[Dataset records Boundary: Start]

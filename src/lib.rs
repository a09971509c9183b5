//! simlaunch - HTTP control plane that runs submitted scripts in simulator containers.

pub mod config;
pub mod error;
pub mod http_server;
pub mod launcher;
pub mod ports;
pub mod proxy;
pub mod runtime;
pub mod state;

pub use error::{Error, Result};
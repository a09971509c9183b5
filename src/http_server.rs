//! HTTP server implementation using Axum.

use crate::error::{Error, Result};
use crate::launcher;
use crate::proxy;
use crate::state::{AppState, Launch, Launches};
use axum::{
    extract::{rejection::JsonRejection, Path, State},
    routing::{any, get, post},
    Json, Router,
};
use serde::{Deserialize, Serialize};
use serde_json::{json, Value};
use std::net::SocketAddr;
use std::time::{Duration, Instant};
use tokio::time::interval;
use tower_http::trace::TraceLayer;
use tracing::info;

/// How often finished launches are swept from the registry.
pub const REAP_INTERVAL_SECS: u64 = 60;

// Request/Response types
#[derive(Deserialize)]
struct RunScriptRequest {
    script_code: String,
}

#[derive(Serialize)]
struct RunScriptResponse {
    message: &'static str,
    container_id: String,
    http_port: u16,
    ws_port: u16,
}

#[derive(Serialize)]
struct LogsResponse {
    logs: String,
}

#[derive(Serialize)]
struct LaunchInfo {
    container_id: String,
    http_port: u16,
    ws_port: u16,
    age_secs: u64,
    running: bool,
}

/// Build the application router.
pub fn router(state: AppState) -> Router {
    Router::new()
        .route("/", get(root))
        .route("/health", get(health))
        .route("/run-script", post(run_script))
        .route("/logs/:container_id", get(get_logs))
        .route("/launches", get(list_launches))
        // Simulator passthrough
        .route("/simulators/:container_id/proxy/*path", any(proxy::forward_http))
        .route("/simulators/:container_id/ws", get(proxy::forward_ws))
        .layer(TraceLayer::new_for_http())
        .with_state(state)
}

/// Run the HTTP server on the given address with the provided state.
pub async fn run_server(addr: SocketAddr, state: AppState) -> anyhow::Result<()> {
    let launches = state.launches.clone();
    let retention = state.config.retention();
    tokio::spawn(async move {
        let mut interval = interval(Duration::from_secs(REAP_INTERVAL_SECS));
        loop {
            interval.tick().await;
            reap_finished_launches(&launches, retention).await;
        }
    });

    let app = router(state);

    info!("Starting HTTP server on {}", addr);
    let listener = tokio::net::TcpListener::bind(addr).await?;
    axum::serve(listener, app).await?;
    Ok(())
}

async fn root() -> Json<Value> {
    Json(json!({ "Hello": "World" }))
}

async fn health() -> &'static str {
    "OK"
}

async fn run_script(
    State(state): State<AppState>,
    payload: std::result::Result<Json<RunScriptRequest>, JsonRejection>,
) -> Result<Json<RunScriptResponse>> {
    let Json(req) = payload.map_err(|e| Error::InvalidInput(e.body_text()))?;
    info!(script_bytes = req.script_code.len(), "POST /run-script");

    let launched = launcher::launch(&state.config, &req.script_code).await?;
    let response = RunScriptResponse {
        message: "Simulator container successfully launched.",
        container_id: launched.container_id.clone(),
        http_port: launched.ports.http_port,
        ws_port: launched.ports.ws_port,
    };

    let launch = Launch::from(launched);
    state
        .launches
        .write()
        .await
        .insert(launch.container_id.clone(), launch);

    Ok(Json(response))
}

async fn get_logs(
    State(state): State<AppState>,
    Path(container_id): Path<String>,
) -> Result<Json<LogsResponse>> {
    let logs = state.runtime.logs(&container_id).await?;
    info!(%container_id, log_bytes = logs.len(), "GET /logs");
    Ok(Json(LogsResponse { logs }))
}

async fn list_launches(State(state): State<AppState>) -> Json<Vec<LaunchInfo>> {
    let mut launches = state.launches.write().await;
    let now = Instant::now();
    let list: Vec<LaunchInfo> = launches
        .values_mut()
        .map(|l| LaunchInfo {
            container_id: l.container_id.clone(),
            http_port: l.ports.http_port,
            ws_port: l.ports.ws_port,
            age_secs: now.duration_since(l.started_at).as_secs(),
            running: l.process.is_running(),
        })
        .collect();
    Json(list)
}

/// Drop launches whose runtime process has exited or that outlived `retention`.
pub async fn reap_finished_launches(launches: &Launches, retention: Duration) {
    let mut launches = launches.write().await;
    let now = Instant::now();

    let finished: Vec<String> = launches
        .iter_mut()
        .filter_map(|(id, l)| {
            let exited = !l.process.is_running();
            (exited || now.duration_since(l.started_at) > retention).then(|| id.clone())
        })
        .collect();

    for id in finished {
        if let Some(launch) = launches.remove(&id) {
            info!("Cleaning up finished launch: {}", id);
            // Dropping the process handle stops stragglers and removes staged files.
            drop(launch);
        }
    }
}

[Dataset records Boundary: End]
[Dataset records Boundary: Start]

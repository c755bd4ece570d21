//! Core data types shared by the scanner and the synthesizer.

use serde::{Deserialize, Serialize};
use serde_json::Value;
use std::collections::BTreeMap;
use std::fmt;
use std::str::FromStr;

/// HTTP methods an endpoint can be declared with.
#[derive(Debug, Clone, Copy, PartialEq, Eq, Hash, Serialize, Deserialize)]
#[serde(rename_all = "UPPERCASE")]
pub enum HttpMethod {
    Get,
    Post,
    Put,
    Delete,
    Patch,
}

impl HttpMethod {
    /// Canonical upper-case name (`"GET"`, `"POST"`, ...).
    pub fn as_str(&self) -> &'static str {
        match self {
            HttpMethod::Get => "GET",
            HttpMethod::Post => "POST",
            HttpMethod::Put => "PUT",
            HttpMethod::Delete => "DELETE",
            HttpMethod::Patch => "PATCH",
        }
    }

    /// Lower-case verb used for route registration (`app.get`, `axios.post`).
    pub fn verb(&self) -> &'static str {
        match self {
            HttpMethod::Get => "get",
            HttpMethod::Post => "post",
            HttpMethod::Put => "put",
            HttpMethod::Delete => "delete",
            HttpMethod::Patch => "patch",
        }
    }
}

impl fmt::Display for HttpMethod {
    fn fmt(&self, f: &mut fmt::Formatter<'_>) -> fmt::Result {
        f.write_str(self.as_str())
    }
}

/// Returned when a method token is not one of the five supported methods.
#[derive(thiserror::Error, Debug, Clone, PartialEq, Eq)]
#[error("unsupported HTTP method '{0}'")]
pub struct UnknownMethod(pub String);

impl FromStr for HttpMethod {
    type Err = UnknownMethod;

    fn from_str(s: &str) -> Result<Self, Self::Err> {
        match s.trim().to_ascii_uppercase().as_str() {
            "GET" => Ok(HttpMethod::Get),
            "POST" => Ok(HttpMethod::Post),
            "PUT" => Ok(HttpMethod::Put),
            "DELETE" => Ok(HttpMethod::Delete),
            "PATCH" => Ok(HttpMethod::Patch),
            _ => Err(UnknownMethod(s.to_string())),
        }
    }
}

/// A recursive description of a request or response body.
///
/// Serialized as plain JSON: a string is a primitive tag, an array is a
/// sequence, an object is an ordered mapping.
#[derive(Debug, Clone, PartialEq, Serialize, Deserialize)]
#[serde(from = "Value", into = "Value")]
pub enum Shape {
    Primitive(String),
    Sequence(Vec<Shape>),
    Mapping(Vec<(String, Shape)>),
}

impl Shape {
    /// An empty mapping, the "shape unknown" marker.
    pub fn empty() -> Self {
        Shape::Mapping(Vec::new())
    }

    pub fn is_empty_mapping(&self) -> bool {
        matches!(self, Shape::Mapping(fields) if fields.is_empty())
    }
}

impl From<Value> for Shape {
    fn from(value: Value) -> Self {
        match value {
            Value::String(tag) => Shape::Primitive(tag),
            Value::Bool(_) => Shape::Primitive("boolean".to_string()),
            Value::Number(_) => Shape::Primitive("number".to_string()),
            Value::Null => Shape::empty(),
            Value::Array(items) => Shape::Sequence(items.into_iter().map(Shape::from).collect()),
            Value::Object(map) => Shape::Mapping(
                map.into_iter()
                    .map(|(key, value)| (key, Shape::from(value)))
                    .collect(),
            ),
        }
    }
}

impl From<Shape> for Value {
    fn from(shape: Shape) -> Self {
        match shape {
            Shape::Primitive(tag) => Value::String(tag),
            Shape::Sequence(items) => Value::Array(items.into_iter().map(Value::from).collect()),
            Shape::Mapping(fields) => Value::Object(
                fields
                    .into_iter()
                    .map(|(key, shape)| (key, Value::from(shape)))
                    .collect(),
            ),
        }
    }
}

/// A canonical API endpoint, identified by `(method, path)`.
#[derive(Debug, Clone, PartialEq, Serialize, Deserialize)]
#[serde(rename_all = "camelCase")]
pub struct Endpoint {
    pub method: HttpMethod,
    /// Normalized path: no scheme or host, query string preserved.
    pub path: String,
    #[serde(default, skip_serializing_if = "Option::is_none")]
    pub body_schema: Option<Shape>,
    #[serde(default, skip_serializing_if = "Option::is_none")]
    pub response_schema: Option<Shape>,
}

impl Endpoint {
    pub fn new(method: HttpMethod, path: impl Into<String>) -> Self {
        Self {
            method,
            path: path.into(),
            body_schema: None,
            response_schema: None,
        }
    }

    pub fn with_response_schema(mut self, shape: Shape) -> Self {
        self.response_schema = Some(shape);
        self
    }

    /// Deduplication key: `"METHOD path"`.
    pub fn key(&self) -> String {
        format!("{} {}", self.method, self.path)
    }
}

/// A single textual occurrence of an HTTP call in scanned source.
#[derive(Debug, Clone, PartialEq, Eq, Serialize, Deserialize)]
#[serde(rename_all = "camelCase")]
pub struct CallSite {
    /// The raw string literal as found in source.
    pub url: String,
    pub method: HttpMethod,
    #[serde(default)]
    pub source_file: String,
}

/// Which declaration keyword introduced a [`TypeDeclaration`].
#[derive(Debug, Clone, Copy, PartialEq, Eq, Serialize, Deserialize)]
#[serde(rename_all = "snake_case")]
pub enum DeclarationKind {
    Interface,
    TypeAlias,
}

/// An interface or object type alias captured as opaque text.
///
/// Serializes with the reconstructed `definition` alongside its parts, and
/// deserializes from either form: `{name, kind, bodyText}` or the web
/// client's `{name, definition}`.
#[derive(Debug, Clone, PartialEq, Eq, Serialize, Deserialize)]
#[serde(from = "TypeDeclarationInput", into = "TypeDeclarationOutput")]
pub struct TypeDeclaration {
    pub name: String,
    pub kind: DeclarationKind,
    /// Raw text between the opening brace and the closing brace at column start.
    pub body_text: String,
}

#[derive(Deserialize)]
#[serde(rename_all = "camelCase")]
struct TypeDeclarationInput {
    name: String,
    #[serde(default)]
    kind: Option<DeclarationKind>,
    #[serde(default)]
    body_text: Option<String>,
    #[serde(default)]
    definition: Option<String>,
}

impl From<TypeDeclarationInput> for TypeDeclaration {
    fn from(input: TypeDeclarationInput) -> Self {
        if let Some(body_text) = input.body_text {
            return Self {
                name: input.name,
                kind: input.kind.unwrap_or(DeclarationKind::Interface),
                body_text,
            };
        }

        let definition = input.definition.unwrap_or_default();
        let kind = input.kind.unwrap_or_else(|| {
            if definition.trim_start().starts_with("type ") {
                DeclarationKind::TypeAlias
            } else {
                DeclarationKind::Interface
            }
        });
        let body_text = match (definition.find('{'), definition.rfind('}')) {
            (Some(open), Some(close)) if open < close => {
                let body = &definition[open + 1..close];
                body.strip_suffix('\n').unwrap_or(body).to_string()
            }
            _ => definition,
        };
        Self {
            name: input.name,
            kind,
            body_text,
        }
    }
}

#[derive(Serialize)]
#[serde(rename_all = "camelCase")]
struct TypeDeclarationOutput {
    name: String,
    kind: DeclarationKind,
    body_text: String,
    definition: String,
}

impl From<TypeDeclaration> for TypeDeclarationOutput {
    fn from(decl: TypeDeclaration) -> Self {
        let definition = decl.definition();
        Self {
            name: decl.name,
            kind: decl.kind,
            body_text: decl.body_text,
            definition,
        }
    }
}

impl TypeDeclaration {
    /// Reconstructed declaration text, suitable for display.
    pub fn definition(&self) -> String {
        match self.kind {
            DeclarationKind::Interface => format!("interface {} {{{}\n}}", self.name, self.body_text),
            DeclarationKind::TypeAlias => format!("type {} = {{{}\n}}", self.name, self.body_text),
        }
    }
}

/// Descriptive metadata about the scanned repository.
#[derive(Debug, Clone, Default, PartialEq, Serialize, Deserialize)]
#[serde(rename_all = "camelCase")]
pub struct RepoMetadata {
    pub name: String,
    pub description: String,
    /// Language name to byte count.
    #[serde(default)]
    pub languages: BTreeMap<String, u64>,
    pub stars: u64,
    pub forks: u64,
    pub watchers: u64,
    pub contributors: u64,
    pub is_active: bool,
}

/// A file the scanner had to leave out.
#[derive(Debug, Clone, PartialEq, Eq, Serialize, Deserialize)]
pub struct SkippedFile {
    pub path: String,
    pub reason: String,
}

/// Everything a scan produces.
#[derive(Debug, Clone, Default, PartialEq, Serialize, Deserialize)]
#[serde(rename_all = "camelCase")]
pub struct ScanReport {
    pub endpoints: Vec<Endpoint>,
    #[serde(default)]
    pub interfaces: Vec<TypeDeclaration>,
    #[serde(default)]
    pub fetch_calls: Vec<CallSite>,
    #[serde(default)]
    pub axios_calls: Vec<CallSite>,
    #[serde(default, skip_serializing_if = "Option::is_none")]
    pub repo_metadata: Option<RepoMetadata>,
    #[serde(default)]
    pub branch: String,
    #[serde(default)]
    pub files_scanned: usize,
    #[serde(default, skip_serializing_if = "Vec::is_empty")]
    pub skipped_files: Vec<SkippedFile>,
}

[Dataset records Boundary: End]

**Activity:**
Among the lines above, repeat exactly those from the line with "filename src/lib.rs" to the line with "use tokio::time::interval;", counting both ends.

**Exercise output:**
filename src/lib.rs
repository a09971509c9183b5
//! simlaunch - HTTP control plane that runs submitted scripts in simulator containers.

pub mod config;
pub mod error;
pub mod http_server;
pub mod launcher;
pub mod ports;
pub mod proxy;
pub mod runtime;
pub mod state;

pub use error::{Error, Result};
repository a09971509c9183b5
filename src/http_server.rs
//! HTTP server implementation using Axum.

use crate::error::{Error, Result};
use crate::launcher;
use crate::proxy;
use crate::state::{AppState, Launch, Launches};
use axum::{
    extract::{rejection::JsonRejection, Path, State},
    routing::{any, get, post},
    Json, Router,
};
use serde::{Deserialize, Serialize};
use serde_json::{json, Value};
use std::net::SocketAddr;
use std::time::{Duration, Instant};
use tokio::time::interval;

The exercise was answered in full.